This week in the News: March 8, 2009
Two brothers recently discovered what is believed to be the oldest preserved spider web. They found the web encased in amber resin on a beach in southeastern England. From evidence gathered so far, they think that the surrounding pine trees caught fire, oozed out their thick sap, and covered the web where it hung. Later, the resin hardened and the spider silk became fossilized. Oxford University scientists have been busy analyzing the find, and they estimate that the web was built about 140 million years ago.
This discovery proves that web-weaving spiders, one of nature's most amazing engineers, have lived and thrived for a very long time. Not only are their webs extraordinary constructions, but this naturally made protein fiber is one of the strongest materials on Earth. In fact, the tensile strength of spider silk is superior to human-made high-grade steel.
Perhaps it is little wonder that nature's designs tend to be better than human designs. After all, nature has spent millions of years in research and development for its proven technologies, while modern humans have only been at it for a few thousand years. Today, humans are taking fresh new look at how nature does things. Through a growing practice called "biomimicry," people are developing innovations inspired by nature.
In this lesson, you will explore a variety of engineering fields to get a better idea of what different types of engineers do and what kinds of problems they solve. Then, you will take a closer look at biomimicry and think about ways that human designs could benefit from nature-inspired improvements.
Start your exploration at Discover Engineering, which will introduce you to what engineering is about and give you an overview of its career diversity.
Click to the Whats Engineering section to get a better understanding of what engineers actually do. As you will discover, engineering is different from science. As you browse through the Career Facts, you will learn about the key characteristics most engineering careers share.
Read the introduction in Career Profiles, and then select a career from the side menu to begin exploring the breadth of this job title. Careers include Aerospace Engineering, Audio Engineering, Ceramics and Materials Engineering, Environmental Engineering, Nuclear Engineering, and many more. As you review these career overviews, make a list of career categories that sound the most interesting to you. What exactly do you like about the ones you picked?
Now move on to the Video Activities section. Watch each video showing examples of Engineers for a Sustainable World, Computer Designers, and The Amazing Solar Decathlon. Make sure you have headphones or speakers turned on to listen during the videos; there is no closed captioning. To move from one Video Activity to the next, you will need to click on the Video Activities tab to close and then re-open the section to pick the next one from the list. As you watch each video, think about how the teams approached each problem to solve. For each project, make a list of factors that the team had to consider.
If possible, you may also want to play Power Up—The Game to get the engineer part of your brain really pumping. However, your teacher or technology administrator will need to download the game onto the school's computer and set it up so you can play online. This is a free online multiplayer game where you will meet expert engineer characters and explore the ways these engineers design and build systems to produce energy. Taking on the role of engineers, you will actively work with other players to create solutions.
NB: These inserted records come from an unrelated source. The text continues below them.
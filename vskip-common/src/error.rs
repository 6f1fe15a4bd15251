//! Common error types for vskip

use thiserror::Error;

/// Common result type for vskip operations
pub type Result<T> = std::result::Result<T, Error>;

/// Common error types across the vskip crates
///
/// Nothing here is fatal to the host player: every variant degrades to
/// either "fallback segments used" or "skipping disabled for this
/// session" at the point where it is handled.
#[derive(Error, Debug)]
pub enum Error {
    /// Metadata request rejected or timed out
    #[error("Network failure: {0}")]
    Network(String),

    /// Non-success status or unparseable metadata body
    #[error("Invalid response: {0}")]
    InvalidResponse(String),

    /// Session payload lacks a usable episode identity
    #[error("Missing identity: {0}")]
    MissingIdentity(String),

    /// Video element/stream not found when monitor setup was attempted
    #[error("No video surface available")]
    NoVideoSurface,

    /// Configuration loading or validation error
    #[error("Configuration error: {0}")]
    Config(String),

    /// I/O operation error (wraps std::io::Error)
    #[error("IO error: {0}")]
    Io(#[from] std::io::Error),

    /// Internal error
    #[error("Internal error: {0}")]
    Internal(String),
}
Now that you have a good idea of how humans solve problems, visit the Biomimicry Institute to review some Case Studies about how nature's problem solving can teach humans some new tricks. Hover over each image on the right to read about each featured case. For example, read how the study of kingfishers can help improve transportation, and how humpback whales can teach us how to improve wind power technologies. You can also download and print the PDF for ideas when you complete your newspaper activity.
Continue your investigation of biomimicry at the institute's interactive site, where you can Ask Nature how it goes about solving problems. Read the overview that explains, What is Biomimicry? If you have time, watch and listen to the 24-minute video. The speaker is Janine Benyus, who wrote the first book on Biomimicry in 1997 and founded the Biomimicry Institute.
Find more case studies of nature-inspiring innovation by browsing the Biomimicry Taxonomy. Read What is the biomimicry taxonomy? As this explanation clarifies, finding solutions to problems sometimes requires thinking about them from a different angle. The Site Tutorial can help you use the search features on the site. Make sure to either browse through the Biomimicry Taxonomy or do a specific search to get an idea of how information is categorized and presented. The blue mussel, for example, produces sticky proteins that serve as glue to help it adhere to wet surfaces. For each entry you browse to, read the overview, the excerpt (which may include a video), learn more about the Inspiring Organism, and review the Bioinspired Products and Application Ideas. Get familiar with the taxonomy and search tools for later use.
Use The Sacramento Bee to find a news article, feature story, or photograph that provides information about an engineered design. The design should relate to one of the career fields you found interesting at the Discover Engineering website. Think about how this design could be improved with lessons from nature. Review the biomimicry case studies to help you think creatively about how to view the design challenge from different angles. Use the Biomimicry Taxonomy to look for ideas. You may think of other possibilities on your own. You will not build and test your design, so whether your design actually works is less important than your creativity and finding inspiration in nature. Once you have come up with one good idea, take your idea to the drawing board. Sketch out how the human-made design works now, and then draw a second illustration showing how the design could be improved by an example in nature. Ask your teacher about what level of detail he or she wants you to research and include. Present your nature-inspired innovation to classmates for discussion.